Work required:
Whenever a line of the listing contains the string "BuilderState", return that line.

▬▬▬

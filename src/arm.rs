// Copyright (C) 2026 The malletbot authors
//
// This program is free software: you can redistribute it and/or modify it under
// the terms of the GNU General Public License as published by the Free Software
// Foundation, version 3.
//
// This program is distributed in the hope that it will be useful, but WITHOUT
// ANY WARRANTY; without even the implied warranty of MERCHANTABILITY or FITNESS
// FOR A PARTICULAR PURPOSE. See the GNU General Public License for more details.
//
// You should have received a copy of the GNU General Public License along with
// this program. If not, see <https://www.gnu.org/licenses/>.
//
use std::{error::Error, fmt, sync::Arc, time::Duration};

use crate::poses::Pose;

mod bridge;
mod mock;

/// Errors from the arm transport layer. All of these are fatal to a
/// performance run; a failed physical command is never retried against an arm
/// in an unknown state.
#[derive(Debug, thiserror::Error)]
pub enum ArmError {
    #[error("error connecting to arm: {0}")]
    Connect(String),
    #[error("error commanding arm: {0}")]
    Command(String),
    #[error("error reading arm pose: {0}")]
    Read(String),
}

/// An arm that can be driven through joint-target poses.
pub trait Device: fmt::Display + Send + Sync {
    /// Returns the name of the device.
    fn name(&self) -> String;

    /// Connects to the arm and applies the persisted calibration for the
    /// configured identity.
    fn connect(&self) -> Result<(), ArmError>;

    /// Starts a motion toward the given pose over the given transit time.
    /// Returns once the command is acknowledged; it does not wait for the
    /// motion to finish.
    fn command(&self, pose: &Pose, transit: Duration) -> Result<(), ArmError>;

    /// Reads the current joint positions.
    fn read_pose(&self) -> Result<Pose, ArmError>;

    /// Enables or disables joint torque.
    fn set_torque(&self, enabled: bool) -> Result<(), ArmError>;

    /// Disconnects from the arm. Idempotent, best-effort.
    fn disconnect(&self);
}

/// Gets a device for the given transport address and calibration identity.
pub fn get_device(address: &str, id: &str) -> Result<Arc<dyn Device>, Box<dyn Error>> {
    if address.starts_with("mock") {
        return Ok(Arc::new(mock::Device::get(address)));
    };

    Ok(Arc::new(bridge::Device::new(address, id)))
}

/// Holds the exclusively-owned arm connection for one performance run.
/// Dropping the session releases the connection, so every exit path out of a
/// run disconnects, success or failure.
pub struct Session {
    device: Arc<dyn Device>,
}

impl Session {
    /// Connects to the arm and hands back the session guard.
    pub fn open(device: Arc<dyn Device>) -> Result<Session, ArmError> {
        device.connect()?;
        Ok(Session { device })
    }

    /// The connected device.
    pub fn device(&self) -> &dyn Device {
        self.device.as_ref()
    }
}

impl Drop for Session {
    fn drop(&mut self) {
        self.device.disconnect();
    }
}

#[cfg(test)]
pub mod test {
    pub use super::mock::{Command, Device};
}
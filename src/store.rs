//! Persistent key/value storage for finished plans.

use fnv::FnvHashMap;

pub trait PlanStore {
    fn get(&self, key: &str) -> Option<String>;
    fn set(&mut self, key: &str, value: String);
    fn delete(&mut self, key: &str);

    fn has(&self, key: &str) -> bool {
        self.get(key).is_some()
    }
}

/// In-memory store, for offline planning and tests.
#[derive(Clone, Debug, Default)]
pub struct MemoryPlanStore {
    entries: FnvHashMap<String, String>,
}

impl MemoryPlanStore {
    pub fn new() -> Self {
        Self::default()
    }
}

impl PlanStore for MemoryPlanStore {
    fn get(&self, key: &str) -> Option<String> {
        self.entries.get(key).cloned()
    }

    fn set(&mut self, key: &str, value: String) {
        self.entries.insert(key.to_string(), value);
    }

    fn delete(&mut self, key: &str) {
        self.entries.remove(key);
    }

    fn has(&self, key: &str) -> bool {
        self.entries.contains_key(key)
    }
}
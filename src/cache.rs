//! Cache of values that go stale after a number of game ticks.

use fnv::FnvHashMap;
use std::hash::Hash;

#[derive(Clone, Debug)]
struct CacheEntry<V> {
    value: V,
    timestamp: u32,
}

#[derive(Clone, Debug)]
pub struct TimedCache<K: Eq + Hash, V> {
    entries: FnvHashMap<K, CacheEntry<V>>,
    ttl: u32,
}

impl<K: Eq + Hash, V> TimedCache<K, V> {
    pub fn new(ttl: u32) -> Self {
        TimedCache {
            entries: FnvHashMap::default(),
            ttl,
        }
    }

    pub fn ttl(&self) -> u32 {
        self.ttl
    }

    /// Returns the value if it was stored less than `ttl` ticks before `now`.
    pub fn get(&self, key: &K, now: u32) -> Option<&V> {
        self.entries
            .get(key)
            .filter(|entry| now.saturating_sub(entry.timestamp) < self.ttl)
            .map(|entry| &entry.value)
    }

    pub fn insert(&mut self, key: K, value: V, now: u32) {
        self.entries.insert(key, CacheEntry { value, timestamp: now });
    }

    pub fn invalidate(&mut self, key: &K) {
        self.entries.remove(key);
    }

    /// Drop every entry that has expired.
    pub fn evict_expired(&mut self, now: u32) {
        let ttl = self.ttl;
        self.entries
            .retain(|_, entry| now.saturating_sub(entry.timestamp) < ttl);
    }
}
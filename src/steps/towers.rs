//! TowerStep: greedy tower placement over the rampart perimeter.
//!
//! Every rampart carries a coverage weight, starting at 1. A candidate tower
//! tile scores the weighted effect it has on all ramparts. The best candidate
//! that still has a road to the core is placed, the weight of every rampart
//! it covers is discounted by `1 - 0.8 * effect`, and the process repeats
//! until the tower quota is met or no candidate is left.

use crate::constants::*;
use crate::labels::*;
use crate::location::*;
use crate::steps::ramparts::SAFE;
use crate::step::*;
use log::*;

/// Relative tower effect at a range: 1 up to the optimal range, falling
/// linearly to 0 at the falloff range.
pub fn tower_effect(range: u8) -> f32 {
    let clamped = range.clamp(TOWER_OPTIMAL_RANGE, TOWER_FALLOFF_RANGE);
    1.0 - (clamped - TOWER_OPTIMAL_RANGE) as f32 / (TOWER_FALLOFF_RANGE - TOWER_OPTIMAL_RANGE) as f32
}

pub struct TowerStep;

impl TowerStep {
    fn candidates(state: &BuilderState, ramparts: &[Location], weights: &[f32]) -> Vec<(Location, f32)> {
        let plan = state.placement.plan();
        let safe = |loc: Location| {
            state
                .safety_matrix
                .as_ref()
                .map(|m| m.get(loc) == SAFE)
                .unwrap_or(true)
        };

        let mut candidates: Vec<(Location, f32)> = Location::all()
            .filter(|loc| state.placement.is_buildable_tile(*loc, false))
            .filter(|loc| safe(*loc) && !plan.has(LocationType::Rampart, *loc))
            .map(|loc| {
                let score = ramparts
                    .iter()
                    .zip(weights)
                    .map(|(rampart, weight)| weight * tower_effect(loc.distance_to(*rampart)))
                    .sum();
                (loc, score)
            })
            .collect();

        candidates.sort_by(|(a, a_score), (b, b_score)| {
            b_score
                .total_cmp(a_score)
                .then(a.linear_index().cmp(&b.linear_index()))
        });
        candidates
    }
}

impl PlanningStep for TowerStep {
    fn name(&self) -> &str {
        "towers"
    }

    #[cfg_attr(feature = "profile", screeps_timing_annotate::timing)]
    fn run(&self, state: &mut BuilderState, ctx: &PlanningContext) -> StepResult {
        let ramparts = state.placement.plan().get_locations(LocationType::Rampart);
        if ramparts.is_empty() {
            debug!("{}: no ramparts, no towers", state.room);
            return StepResult::Ok;
        }

        let goals = state.entrance_goals();
        let mut weights = vec![1.0f32; ramparts.len()];
        let mut placed = 0;

        while state.placement.remaining_quota(LocationType::Tower) > 0 {
            let mut tower = None;
            for (candidate, _) in Self::candidates(state, &ramparts, &weights) {
                state.placement.plan_temporary_location(candidate, LocationType::Tower);
                let road = state.placement.find_access_road(ctx.pathfinder, candidate, &goals);
                if road.is_complete() {
                    state.placement.commit_temporary_location(LocationType::Tower);
                    state.placement.plan_road(&road.path, LocationType::Road);
                    tower = Some(candidate);
                    break;
                }
                state.placement.discard_temporary_locations(LocationType::Tower);
            }

            let tower = match tower {
                Some(tower) => tower,
                None => break,
            };
            for (rampart, weight) in ramparts.iter().zip(weights.iter_mut()) {
                *weight *= 1.0 - TOWER_COVERAGE_DISCOUNT * tower_effect(tower.distance_to(*rampart));
            }
            placed += 1;
        }

        debug!("{}: {} towers", state.room, placed);
        StepResult::Ok
    }
}
//! Location roles recorded in a room plan.
//!
//! Every role has a static row describing the structure it stands for, the
//! base role it is also recorded under, whether it blocks movement, whether it
//! is a road, and how much room the rampart perimeter must leave around it.

use screeps::constants::StructureType;

#[derive(Copy, Clone, Debug, PartialEq, Eq, Hash, PartialOrd, Ord)]
pub enum LocationType {
    Center,
    Exit,
    Harvester,
    HarvesterMineral,
    Upgrader,
    HelperParking,
    BayCenter,
    Road,
    RoadExit,
    RoadSource,
    RoadController,
    RoadMineral,
    Spawn,
    Extension,
    ExtensionHarvester,
    ExtensionBay,
    Link,
    LinkSource,
    LinkController,
    LinkStorage,
    LinkBay,
    Container,
    ContainerSource,
    ContainerController,
    ContainerMineral,
    Storage,
    Terminal,
    Lab,
    Tower,
    Rampart,
    PowerSpawn,
    Nuker,
    Observer,
    Extractor,
    SpawnBlocker,
}

#[derive(Copy, Clone, Debug)]
pub struct LocationInfo {
    pub key: &'static str,
    pub structure: Option<StructureType>,
    pub parent: Option<LocationType>,
    pub obstacle: bool,
    pub road: bool,
    pub protect_radius: Option<u8>,
}

const fn info(
    key: &'static str,
    structure: Option<StructureType>,
    parent: Option<LocationType>,
    obstacle: bool,
    protect_radius: Option<u8>,
) -> LocationInfo {
    LocationInfo {
        key,
        structure,
        parent,
        obstacle,
        road: false,
        protect_radius,
    }
}

const fn road(key: &'static str, parent: Option<LocationType>, protect_radius: Option<u8>) -> LocationInfo {
    LocationInfo {
        key,
        structure: Some(StructureType::Road),
        parent,
        obstacle: false,
        road: true,
        protect_radius,
    }
}

impl LocationType {
    pub const ALL: [LocationType; 35] = [
        LocationType::Center,
        LocationType::Exit,
        LocationType::Harvester,
        LocationType::HarvesterMineral,
        LocationType::Upgrader,
        LocationType::HelperParking,
        LocationType::BayCenter,
        LocationType::Road,
        LocationType::RoadExit,
        LocationType::RoadSource,
        LocationType::RoadController,
        LocationType::RoadMineral,
        LocationType::Spawn,
        LocationType::Extension,
        LocationType::ExtensionHarvester,
        LocationType::ExtensionBay,
        LocationType::Link,
        LocationType::LinkSource,
        LocationType::LinkController,
        LocationType::LinkStorage,
        LocationType::LinkBay,
        LocationType::Container,
        LocationType::ContainerSource,
        LocationType::ContainerController,
        LocationType::ContainerMineral,
        LocationType::Storage,
        LocationType::Terminal,
        LocationType::Lab,
        LocationType::Tower,
        LocationType::Rampart,
        LocationType::PowerSpawn,
        LocationType::Nuker,
        LocationType::Observer,
        LocationType::Extractor,
        LocationType::SpawnBlocker,
    ];

    pub fn info(self) -> LocationInfo {
        use LocationType::*;
        use StructureType as S;

        match self {
            Center => info("center", None, None, false, Some(3)),
            Exit => info("exit", None, None, false, None),
            Harvester => info("harvester", None, None, false, Some(0)),
            HarvesterMineral => info("harvester.mineral", None, None, false, None),
            Upgrader => info("upgrader", None, None, false, Some(0)),
            HelperParking => info("helper_parking", None, None, false, Some(1)),
            BayCenter => info("bay_center", None, None, false, Some(1)),
            Road => road("road", None, None),
            RoadExit => road("road.exit", Some(Road), None),
            RoadSource => road("road.source", Some(Road), Some(0)),
            RoadController => road("road.controller", Some(Road), Some(0)),
            RoadMineral => road("road.mineral", Some(Road), None),
            Spawn => info("spawn", Some(S::Spawn), None, true, Some(2)),
            Extension => info("extension", Some(S::Extension), None, true, None),
            ExtensionHarvester => info("extension.harvester", Some(S::Extension), Some(Extension), true, None),
            ExtensionBay => info("extension.bay", Some(S::Extension), Some(Extension), true, None),
            Link => info("link", Some(S::Link), None, true, Some(1)),
            LinkSource => info("link.source", Some(S::Link), Some(Link), true, Some(1)),
            LinkController => info("link.controller", Some(S::Link), Some(Link), true, Some(1)),
            LinkStorage => info("link.storage", Some(S::Link), Some(Link), true, Some(1)),
            LinkBay => info("link.bay", Some(S::Link), Some(Link), true, Some(1)),
            Container => info("container", Some(S::Container), None, false, None),
            ContainerSource => info("container.source", Some(S::Container), Some(Container), false, None),
            ContainerController => {
                info("container.controller", Some(S::Container), Some(Container), false, None)
            }
            ContainerMineral => info("container.mineral", Some(S::Container), Some(Container), false, None),
            Storage => info("storage", Some(S::Storage), None, true, Some(1)),
            Terminal => info("terminal", Some(S::Terminal), None, true, Some(1)),
            Lab => info("lab", Some(S::Lab), None, true, Some(1)),
            Tower => info("tower", Some(S::Tower), None, true, Some(2)),
            Rampart => info("rampart", Some(S::Rampart), None, false, None),
            PowerSpawn => info("powerSpawn", Some(S::PowerSpawn), None, true, Some(1)),
            Nuker => info("nuker", Some(S::Nuker), None, true, Some(1)),
            Observer => info("observer", Some(S::Observer), None, true, Some(1)),
            Extractor => info("extractor", Some(S::Extractor), None, true, None),
            SpawnBlocker => info("wall.blocker", None, None, true, None),
        }
    }

    #[inline]
    pub fn key(self) -> &'static str {
        self.info().key
    }

    pub fn from_key(key: &str) -> Option<LocationType> {
        LocationType::ALL.iter().copied().find(|t| t.key() == key)
    }

    #[inline]
    pub fn structure_type(self) -> Option<StructureType> {
        self.info().structure
    }

    #[inline]
    pub fn is_obstacle(self) -> bool {
        self.info().obstacle
    }

    #[inline]
    pub fn is_road(self) -> bool {
        self.info().road
    }

    /// Whether this is the base role for a real structure, the one quotas are counted on.
    pub fn is_quota_label(self) -> bool {
        self.info().parent.is_none() && self.info().structure.is_some()
    }

    /// The base role counted against quotas.
    pub fn base(self) -> LocationType {
        self.info().parent.unwrap_or(self)
    }
}

impl std::fmt::Display for LocationType {
    fn fmt(&self, f: &mut std::fmt::Formatter<'_>) -> std::fmt::Result {
        f.write_str(self.key())
    }
}

#[cfg(test)]
mod tests {
    use super::*;

    #[test]
    fn keys_are_unique_and_resolve() {
        for location_type in LocationType::ALL {
            assert_eq!(LocationType::from_key(location_type.key()), Some(location_type));
        }
        assert_eq!(LocationType::from_key("road.nowhere"), None);
    }

    #[test]
    fn sub_roles_share_the_parent_structure() {
        for location_type in LocationType::ALL {
            let base = location_type.base();
            assert!(base.info().parent.is_none());
            if base != location_type {
                assert_eq!(base.structure_type(), location_type.structure_type());
                assert!(location_type.key().starts_with(base.key()));
            }
        }
        assert!(LocationType::Extension.is_quota_label());
        assert!(!LocationType::ExtensionBay.is_quota_label());
        assert!(!LocationType::Center.is_quota_label());
    }
}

▬▬▬

Solution:
    fn candidates(state: &BuilderState, ramparts: &[Location], weights: &[f32]) -> Vec<(Location, f32)> {
    fn run(&self, state: &mut BuilderState, ctx: &PlanningContext) -> StepResult {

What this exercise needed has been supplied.